Mesenchymal stem cells: the ‘other’ bone marrow stem cells …

Posted: April 18, 2015 at 9:47 pm

What can mesenchymal stem cells do?

Mesenchymal stem cells (MSCs) are an example of tissue or 'adult' stem cells. They are multipotent, meaning they can produce more than one type of specialized cell of the body, but not all types. MSCs make the different specialized cells found in the skeletal tissues. For example, they can differentiate or specialize into cartilage cells (chondrocytes), bone cells (osteoblasts) and fat cells (adipocytes). These specialized cells each have their own characteristic shapes, structures and functions, and each belongs in a particular tissue.

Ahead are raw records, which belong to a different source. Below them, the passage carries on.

use clap::Args;
use rust_decimal::Decimal;
use serde_json::Value;

use robo_advisor_core::risk_profile::{self, RiskQuestionnaire};
use robo_advisor_core::InvestmentGoal;

use super::parse_name;
use crate::context::GlobalArgs;
use crate::input;

/// Arguments for a risk assessment
#[derive(Args)]
pub struct RiskAssessmentArgs {
    /// Path to JSON questionnaire (overrides individual flags)
    #[arg(long)]
    pub input: Option<String>,

    #[arg(long)]
    pub age: Option<i64>,

    /// Annual income
    #[arg(long)]
    pub income: Option<Decimal>,

    /// Years until the money is needed
    #[arg(long)]
    pub investment_horizon: Option<i64>,

    /// Self-assessed tolerance, 1 to 10
    #[arg(long)]
    pub risk_tolerance: Option<i64>,

    /// Comma-separated goals (e.g. "retirement,growth")
    #[arg(long, value_delimiter = ',')]
    pub goals: Option<Vec<String>>,
}

pub fn run_risk_assessment(
    args: RiskAssessmentArgs,
    _global: &GlobalArgs,
) -> Result<Value, Box<dyn std::error::Error>> {
    let questionnaire: RiskQuestionnaire = match input::read_request(&args.input, "risk assessment")? {
        Some(q) => q,
        None => {
            let goals = args
                .goals
                .ok_or("--goals is required (or provide --input)")?
                .iter()
                .map(|g| parse_name::<InvestmentGoal>(g, "investment goal"))
                .collect::<Result<Vec<_>, _>>()?;
            RiskQuestionnaire {
                age: args.age.ok_or("--age is required (or provide --input)")?,
                income: args.income.unwrap_or(Decimal::ZERO),
                investment_horizon: args
                    .investment_horizon
                    .ok_or("--investment-horizon is required (or provide --input)")?,
                risk_tolerance: args
                    .risk_tolerance
                    .ok_or("--risk-tolerance is required (or provide --input)")?,
                investment_goals: goals,
            }
        }
    };
    let result = risk_profile::assess_risk(&questionnaire)?;
    Ok(serde_json::to_value(result)?)
}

Some early research suggested that MSCs might also differentiate into many different types of cells that do not belong to the skeletal tissues, such as nerve cells, heart muscle cells, liver cells and endothelial cells, which form the inner layer of blood vessels. These results have not been confirmed to date. In some cases, it appears that the MSCs fused together with existing specialized cells, leading to false conclusions about the ability of MSCs to produce certain cell types. In other cases, the results were an artificial effect caused by chemicals used to grow the cells in the lab.

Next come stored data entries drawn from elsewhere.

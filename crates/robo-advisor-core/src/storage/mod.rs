//! Durable portfolio records behind a repository seam.

pub mod json_file;
pub mod memory;

pub use json_file::JsonFileRepository;
pub use memory::InMemoryPortfolioRepository;

use crate::portfolio::Portfolio;
use crate::AdvisorResult;

pub trait PortfolioRepository: Send + Sync {
    fn get(&self, id: &str) -> AdvisorResult<Portfolio>;

    /// All portfolios, ordered by creation time.
    fn list(&self) -> AdvisorResult<Vec<Portfolio>>;

    /// Store a new portfolio at version 1.
    fn insert(&self, portfolio: Portfolio) -> AdvisorResult<Portfolio>;

    /// Replace the stored record if its version still equals
    /// `expected_version`; the stored copy gets `expected_version + 1`.
    fn update(&self, portfolio: Portfolio, expected_version: u64) -> AdvisorResult<Portfolio>;
}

Mesenchymal stem cell differentiation: MSCs can make fat, cartilage and bone cells. They have not been proven to make other types of cells of the body.

MSCs were originally found in the bone marrow. There have since been many claims that they also exist in a wide variety of other tissues, such as umbilical cord blood, adipose (fat) tissue and muscle. It has not yet been established whether the cells taken from these other tissues are really the same as, or similar to, the mesenchymal stem cells of the bone marrow.

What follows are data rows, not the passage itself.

/// Frontier point whose volatility is closest to the level's target.
/// Ties go to the lower-volatility point.
pub fn select_for_risk_level<'a>(
    frontier: &'a EfficientFrontier,
    level: RiskLevel,
    targets: &TargetVolatility,
) -> &'a EfficientFrontierPoint {
    let target = targets.for_level(level);
    frontier
        .efficient_frontier
        .iter()
        .min_by(|a, b| {
            (a.volatility - target)
                .abs()
                .cmp(&(b.volatility - target).abs())
                .then(a.volatility.cmp(&b.volatility))
        })
        .unwrap_or(&frontier.min_variance)
}

// ---------------------------------------------------------------------------
// Solver
// ---------------------------------------------------------------------------

fn min_variance_weights(sigma: &[Vec<Decimal>], allow_short: bool) -> AdvisorResult<Vec<Decimal>> {
    let zeros = vec![Decimal::ZERO; sigma.len()];
    solve_mean_variance(&zeros, sigma, Decimal::ONE, allow_short)
}

/// Long-only: all weight in the best asset (minimum-variance mix when
/// several share the top return). With shorting the return is unbounded,
/// so the best single-asset return is used as the upper target.
fn max_return_weights(
    mu: &[Decimal],
    sigma: &[Vec<Decimal>],
    allow_short: bool,
) -> AdvisorResult<Vec<Decimal>> {
    let best = mu.iter().copied().max().unwrap_or(Decimal::ZERO);
    if allow_short {
        return weights_for_target(mu, sigma, best, true);
    }
    let tied: Vec<usize> = (0..mu.len()).filter(|&i| mu[i] == best).collect();
    let mut w = vec![Decimal::ZERO; mu.len()];
    if tied.len() == 1 {
        w[tied[0]] = Decimal::ONE;
        return Ok(w);
    }
    let sub: Vec<Vec<Decimal>> = tied
        .iter()
        .map(|&i| tied.iter().map(|&j| sigma[i][j]).collect())
        .collect();
    let sub_w = min_variance_weights(&sub, false)?;
    for (k, &i) in tied.iter().enumerate() {
        w[i] = sub_w[k];
    }
    Ok(w)
}

/// Bisect on log-gamma until the optimal portfolio's return meets `target`.
/// Portfolio return falls monotonically as gamma grows.
fn weights_for_target(
    mu: &[Decimal],
    sigma: &[Vec<Decimal>],
    target: Decimal,
    allow_short: bool,
) -> AdvisorResult<Vec<Decimal>> {
    let mut lo = GAMMA_MIN;
    let mut hi = GAMMA_MAX;
    let mut best = solve_mean_variance(mu, sigma, hi, allow_short)?;
    for _ in 0..BISECTION_STEPS {
        let mid = sqrt_decimal(lo * hi);
        let w = solve_mean_variance(mu, sigma, mid, allow_short)?;
        let r = vec_dot(&w, mu);
        if (r - target).abs() < RETURN_TOLERANCE {
            return Ok(w);
        }
        if r > target {
            lo = mid;
        } else {
            hi = mid;
        }
        best = w;
    }
    Ok(best)
}

/// Maximise `w'mu - (gamma/2) w'Sigma w` subject to `sum(w) = 1`, and
/// `w >= 0` unless shorting is allowed.
fn solve_mean_variance(
    mu: &[Decimal],
    sigma: &[Vec<Decimal>],
    gamma: Decimal,
    allow_short: bool,
) -> AdvisorResult<Vec<Decimal>> {
    let n = mu.len();
    if allow_short {
        let all: Vec<usize> = (0..n).collect();
        let (w, _) = solve_kkt(mu, sigma, gamma, &all)?;
        return Ok(w);
    }
    solve_long_only(mu, sigma, gamma)
}

/// Primal active-set method over the bound constraints `w >= 0`.
fn solve_long_only(
    mu: &[Decimal],
    sigma: &[Vec<Decimal>],
    gamma: Decimal,
) -> AdvisorResult<Vec<Decimal>> {
    let n = mu.len();
    let half = gamma / dec!(2);
    let start = (0..n)
        .max_by(|&a, &b| {
            (mu[a] - half * sigma[a][a]).cmp(&(mu[b] - half * sigma[b][b]))
        })
        .unwrap_or(0);

    let mut w = vec![Decimal::ZERO; n];
    w[start] = Decimal::ONE;
    let mut free: Vec<usize> = vec![start];
    let max_steps = ACTIVE_SET_BASE_STEPS + 10 * n as u32;

    for _ in 0..max_steps {
        let (w_free, lambda) = solve_kkt(mu, sigma, gamma, &free)?;

        // First free weight to hit zero on the way to the unconstrained step.
        let blocking = free
            .iter()
            .enumerate()
            .filter(|(p, _)| w_free[*p] < -WEIGHT_EPSILON)
            .map(|(p, &i)| (p, w[i] / (w[i] - w_free[p])))
            .min_by(|a, b| a.1.cmp(&b.1));

        match blocking {
            Some((pos, alpha)) => {
                for (p, &i) in free.iter().enumerate() {
                    let wi = w[i];
                    w[i] = wi + alpha * (w_free[p] - wi);
                }
                let leaving = free.remove(pos);
                w[leaving] = Decimal::ZERO;
            }
            None => {
                for (p, &i) in free.iter().enumerate() {
                    w[i] = w_free[p].max(Decimal::ZERO);
                }
                let sigma_w = mat_vec_multiply(sigma, &w);
                let entering = (0..n)
                    .filter(|i| !free.contains(i))
                    .map(|i| (i, gamma * sigma_w[i] - mu[i] + lambda))
                    .filter(|(_, nu)| *nu < -WEIGHT_EPSILON)
                    .min_by(|a, b| a.1.cmp(&b.1));
                match entering {
                    Some((i, _)) => {
                        free.push(i);
                        free.sort_unstable();
                    }
                    None => return Ok(renormalize(w)),
                }
            }
        }
    }

    log::error!("active set did not settle after {max_steps} steps (gamma {gamma})");
    Err(AdvisorError::Computation {
        function: "active_set".into(),
        iterations: max_steps,
        detail: format!("free set {free:?} did not settle at gamma {gamma}"),
    })
}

The bone marrow contains many different types of cells. Among them are blood stem cells (also called hematopoietic stem cells; HSCs) and a variety of different types of cells belonging to a group called mesenchymal cells. Only about 0.001-0.01% of the cells in the bone marrow are mesenchymal stem cells.

It is fairly easy to obtain a mixture of different mesenchymal cell types from adult bone marrow for research. But isolating the tiny fraction of cells that are mesenchymal stem cells is more complicated. Some of the cells in the mixture may be able to form bone or fat tissues, for example, but still do not have all the properties of mesenchymal stem cells. The challenge is to identify and pick out the cells that can both self-renew (produce more of themselves) and can differentiate into three cell types bone, cartilage and fat. Scientists have not yet reached a consensus about the best way to do this.

No treatments using MSCs are yet available. However, several possibilities for their use in the clinic are currently being explored.

Bone and cartilage repair The ability of MSCs to differentiate into bone cells called osteoblasts has led to their use in early clinical trials investigating the safety of potential bone repair methods. These studies are looking at possible treatments for localized skeletal defects (damage at a particular place in the bone).

Other research is focussed on using MSCs to repair cartilage. Cartilage covers the ends of bones and allows one bone to slide over another at the joints. It can be damaged by a sudden injury like a fall, or over a long period by a condition like osteoarthritis, a very painful disease of the joints. Cartilage does not repair itself well after damage. The best treatment available for severe cartilage damage is surgery to replace the damaged joint with an artificial one. Because MSCs can differentiate into cartilage cells called chondrocytes, scientists hope MSCs could be injected into patients to repair and maintain the cartilage in their joints. Researchers are also investigating the possibility that transplanted MSCs may release substances that will tell the patients own cells to repair the damage.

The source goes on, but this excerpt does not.